--- TASK MATERIAL Enclosed Below ---

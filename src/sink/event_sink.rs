use log::debug;
use parking_lot::Mutex;
use serde_json::Value;
use std::collections::VecDeque;
use std::sync::Arc;

use crate::core::SinkEvent;
use crate::sink::listener::EventListener;
use crate::sink::mailbox::{MailMessage, Mailbox, MailboxPoster, SinkId};

struct SinkState {
    queue: VecDeque<SinkEvent>,
    closed: bool,
}

/// sink 与邮箱共享的事件队列
pub(crate) struct SinkShared {
    state: Mutex<SinkState>,
}

impl SinkShared {
    fn new() -> Self {
        Self {
            state: Mutex::new(SinkState {
                queue: VecDeque::new(),
                closed: false,
            }),
        }
    }

    /// 取出当前全部排队事件；已关闭时返回 None
    pub(crate) fn take_batch(&self) -> Option<VecDeque<SinkEvent>> {
        let mut state = self.state.lock();
        if state.closed {
            None
        } else {
            Some(std::mem::take(&mut state.queue))
        }
    }

    pub(crate) fn is_closed(&self) -> bool {
        self.state.lock().closed
    }

    /// 关闭并清空队列，返回丢弃的事件数
    fn close(&self) -> usize {
        let mut state = self.state.lock();
        state.closed = true;
        let dropped = state.queue.len();
        state.queue.clear();
        dropped
    }
}

/// 线程安全的事件 sink
///
/// 任意线程都可以调用 `success` / `error` / `end_of_stream`：事件在短临界区内入队，
/// 随后向邮箱投递一次唤醒。监听者只会在邮箱所属线程的 `pump()` 中按入队顺序被调用。
///
/// 销毁时清空队列并通知邮箱释放监听者，尚未分发的事件全部丢弃。
pub struct ThreadSafeEventSink {
    id: SinkId,
    shared: Arc<SinkShared>,
    poster: MailboxPoster,
}

impl ThreadSafeEventSink {
    /// 在邮箱所属线程上绑定监听者
    pub fn new(mailbox: &Mailbox, listener: Box<dyn EventListener>) -> Self {
        let shared = Arc::new(SinkShared::new());
        let (id, poster) = mailbox.register(shared.clone(), listener);
        Self { id, shared, poster }
    }

    pub fn id(&self) -> u64 {
        self.id
    }

    pub fn success(&self, value: Value) {
        self.post(SinkEvent::Success(value));
    }

    pub fn error(&self, code: impl Into<String>, message: impl Into<String>, details: Option<Value>) {
        self.post(SinkEvent::Error {
            code: code.into(),
            message: message.into(),
            details,
        });
    }

    /// 结束标记；之后的调用仍然会被接受并投递（邮箱已销毁时除外）
    pub fn end_of_stream(&self) {
        self.post(SinkEvent::EndOfStream);
    }

    /// 入队并唤醒所属线程
    pub fn post(&self, event: SinkEvent) {
        {
            let mut state = self.shared.state.lock();
            if state.closed {
                return;
            }
            state.queue.push_back(event);
        }
        if let Err(e) = self.poster.post(MailMessage::Wake(self.id)) {
            let dropped = self.shared.close();
            debug!("{}，关闭 sink 并丢弃 {} 个事件", e, dropped);
        }
    }

    /// 尚未分发的事件数
    pub fn pending(&self) -> usize {
        self.shared.state.lock().queue.len()
    }
}

impl Drop for ThreadSafeEventSink {
    fn drop(&mut self) {
        let dropped = self.shared.close();
        if dropped > 0 {
            debug!("sink #{} 销毁，丢弃 {} 个未分发事件", self.id, dropped);
        }
        let _ = self.poster.post(MailMessage::Detach(self.id));
    }
}

impl std::fmt::Debug for ThreadSafeEventSink {
    fn fmt(&self, f: &mut std::fmt::Formatter<'_>) -> std::fmt::Result {
        f.debug_struct("ThreadSafeEventSink")
            .field("id", &self.id)
            .field("pending", &self.pending())
            .finish()
    }
}

#[cfg(test)]
mod tests {
    use super::*;
    use serde_json::json;
    use std::cell::RefCell;
    use std::rc::Rc;
    use std::thread;
    use std::time::{Duration, Instant};

    fn recording_sink(mailbox: &Mailbox) -> (ThreadSafeEventSink, Rc<RefCell<Vec<SinkEvent>>>) {
        let seen = Rc::new(RefCell::new(Vec::new()));
        let log = seen.clone();
        let sink = ThreadSafeEventSink::new(
            mailbox,
            Box::new(move |event: SinkEvent| log.borrow_mut().push(event)),
        );
        (sink, seen)
    }

    #[test]
    fn test_fifo_across_call_forms() {
        let mailbox = Mailbox::new();
        let (sink, seen) = recording_sink(&mailbox);

        sink.success(json!({"n": 1}));
        sink.error("E", "bad", Some(json!({"why": "x"})));
        sink.success(json!({"n": 2}));
        sink.end_of_stream();

        // 入队后、pump 之前不会有任何回调
        assert!(seen.borrow().is_empty());
        assert_eq!(mailbox.pump(), 4);

        assert_eq!(
            *seen.borrow(),
            vec![
                SinkEvent::Success(json!({"n": 1})),
                SinkEvent::Error {
                    code: "E".into(),
                    message: "bad".into(),
                    details: Some(json!({"why": "x"})),
                },
                SinkEvent::Success(json!({"n": 2})),
                SinkEvent::EndOfStream,
            ]
        );
    }

    #[test]
    fn test_calls_after_end_of_stream_are_accepted() {
        let mailbox = Mailbox::new();
        let (sink, seen) = recording_sink(&mailbox);

        sink.end_of_stream();
        sink.success(json!("late"));
        mailbox.pump();

        assert_eq!(seen.borrow().len(), 2);
    }

    #[test]
    fn test_multi_thread_enqueue_order_equals_delivery_order() {
        let mailbox = Mailbox::new();
        let seen = Rc::new(RefCell::new(Vec::new()));
        let log = seen.clone();
        let sink = Arc::new(ThreadSafeEventSink::new(
            &mailbox,
            Box::new(move |event: SinkEvent| log.borrow_mut().push(event)),
        ));

        // 记录与入队在同一把锁内完成，记录顺序即入队顺序
        let order = Arc::new(Mutex::new(Vec::new()));
        let mut handles = Vec::new();
        for t in 0..4 {
            let sink = sink.clone();
            let order = order.clone();
            handles.push(thread::spawn(move || {
                for i in 0..200 {
                    let value = json!({"thread": t, "i": i});
                    let mut order = order.lock();
                    order.push(value.clone());
                    sink.success(value);
                }
            }));
        }
        for handle in handles {
            handle.join().unwrap();
        }

        let deadline = Instant::now() + Duration::from_secs(5);
        while seen.borrow().len() < 800 && Instant::now() < deadline {
            mailbox.pump_timeout(Duration::from_millis(10));
        }

        let delivered: Vec<Value> = seen
            .borrow()
            .iter()
            .map(|event| match event {
                SinkEvent::Success(value) => value.clone(),
                other => panic!("unexpected event {:?}", other),
            })
            .collect();
        assert_eq!(delivered, *order.lock());
    }

    #[test]
    fn test_drop_before_drain_delivers_nothing() {
        let mailbox = Mailbox::new();
        let (sink, seen) = recording_sink(&mailbox);

        for i in 0..10 {
            sink.success(json!(i));
        }
        assert_eq!(sink.pending(), 10);
        drop(sink);

        assert_eq!(mailbox.pump(), 0);
        assert!(seen.borrow().is_empty());
        assert_eq!(mailbox.live_sinks(), 0);
    }

    #[test]
    fn test_drain_before_drop_delivers_everything() {
        let mailbox = Mailbox::new();
        let (sink, seen) = recording_sink(&mailbox);

        for i in 0..10 {
            sink.success(json!(i));
        }
        mailbox.pump();
        drop(sink);
        mailbox.pump();

        assert_eq!(seen.borrow().len(), 10);
    }

    #[test]
    fn test_events_discarded_after_mailbox_teardown() {
        let mailbox = Mailbox::new();
        let (sink, _seen) = recording_sink(&mailbox);
        drop(mailbox);

        for i in 0..1000 {
            sink.success(json!(i));
        }
        sink.end_of_stream();
        assert_eq!(sink.pending(), 0);
        assert!(sink.shared.is_closed());
    }

    #[test]
    fn test_drop_during_delivery_keeps_taken_batch_whole() {
        let mailbox = Mailbox::new();
        let (go_tx, go_rx) = crossbeam_channel::bounded::<()>(1);
        let (done_tx, done_rx) = crossbeam_channel::bounded::<()>(1);

        let seen = Rc::new(RefCell::new(Vec::new()));
        let log = seen.clone();
        let sink = ThreadSafeEventSink::new(
            &mailbox,
            Box::new(move |event: SinkEvent| {
                if log.borrow().is_empty() {
                    // 第一次回调时让另一个线程销毁 sink，并等待其完成
                    go_tx.send(()).unwrap();
                    done_rx.recv().unwrap();
                }
                log.borrow_mut().push(event);
            }),
        );
        for i in 0..5 {
            sink.success(json!(i));
        }

        let handle = thread::spawn(move || {
            go_rx.recv().unwrap();
            drop(sink);
            done_tx.send(()).unwrap();
        });

        assert_eq!(mailbox.pump(), 5);
        handle.join().unwrap();
        assert_eq!(seen.borrow().len(), 5);

        mailbox.pump();
        assert_eq!(mailbox.live_sinks(), 0);
    }

    #[test]
    fn test_listener_may_enqueue_reentrantly() {
        let mailbox = Mailbox::new();
        let slot: Rc<RefCell<Option<Arc<ThreadSafeEventSink>>>> = Rc::new(RefCell::new(None));
        let seen = Rc::new(RefCell::new(Vec::new()));

        let slot_in = slot.clone();
        let log = seen.clone();
        let sink = Arc::new(ThreadSafeEventSink::new(
            &mailbox,
            Box::new(move |event: SinkEvent| {
                if event == SinkEvent::Success(json!("ping")) {
                    if let Some(sink) = slot_in.borrow().as_ref() {
                        sink.success(json!("pong"));
                    }
                }
                log.borrow_mut().push(event);
            }),
        ));
        *slot.borrow_mut() = Some(sink.clone());

        sink.success(json!("ping"));
        assert_eq!(mailbox.pump(), 1);
        assert_eq!(mailbox.pump(), 1);
        assert_eq!(
            *seen.borrow(),
            vec![SinkEvent::Success(json!("ping")), SinkEvent::Success(json!("pong"))]
        );
        slot.borrow_mut().take();
    }

    #[test]
    fn test_sinks_do_not_block_each_other() {
        let mailbox = Mailbox::new();
        let (first, _) = recording_sink(&mailbox);
        let (second, _) = recording_sink(&mailbox);
        let first = Arc::new(first);
        let second = Arc::new(second);

        // 持有第一个 sink 的队列锁时，另一个线程仍能向第二个 sink 入队
        let guard = first.shared.state.lock();
        let other = second.clone();
        let handle = thread::spawn(move || {
            other.success(json!("free"));
        });
        handle.join().unwrap();
        drop(guard);

        assert_eq!(second.pending(), 1);
        assert_eq!(first.pending(), 0);
    }
}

--- End of Enclosed TASK MATERIAL ---

INSTRUCTIONS FOR THE TASK - Look through the data above for the word "Mutex". Report each line where it occurs.

ANSWER SPACE -
use parking_lot::Mutex;
    state: Mutex<SinkState>,
            state: Mutex::new(SinkState {
        let order = Arc::new(Mutex::new(Vec::new()));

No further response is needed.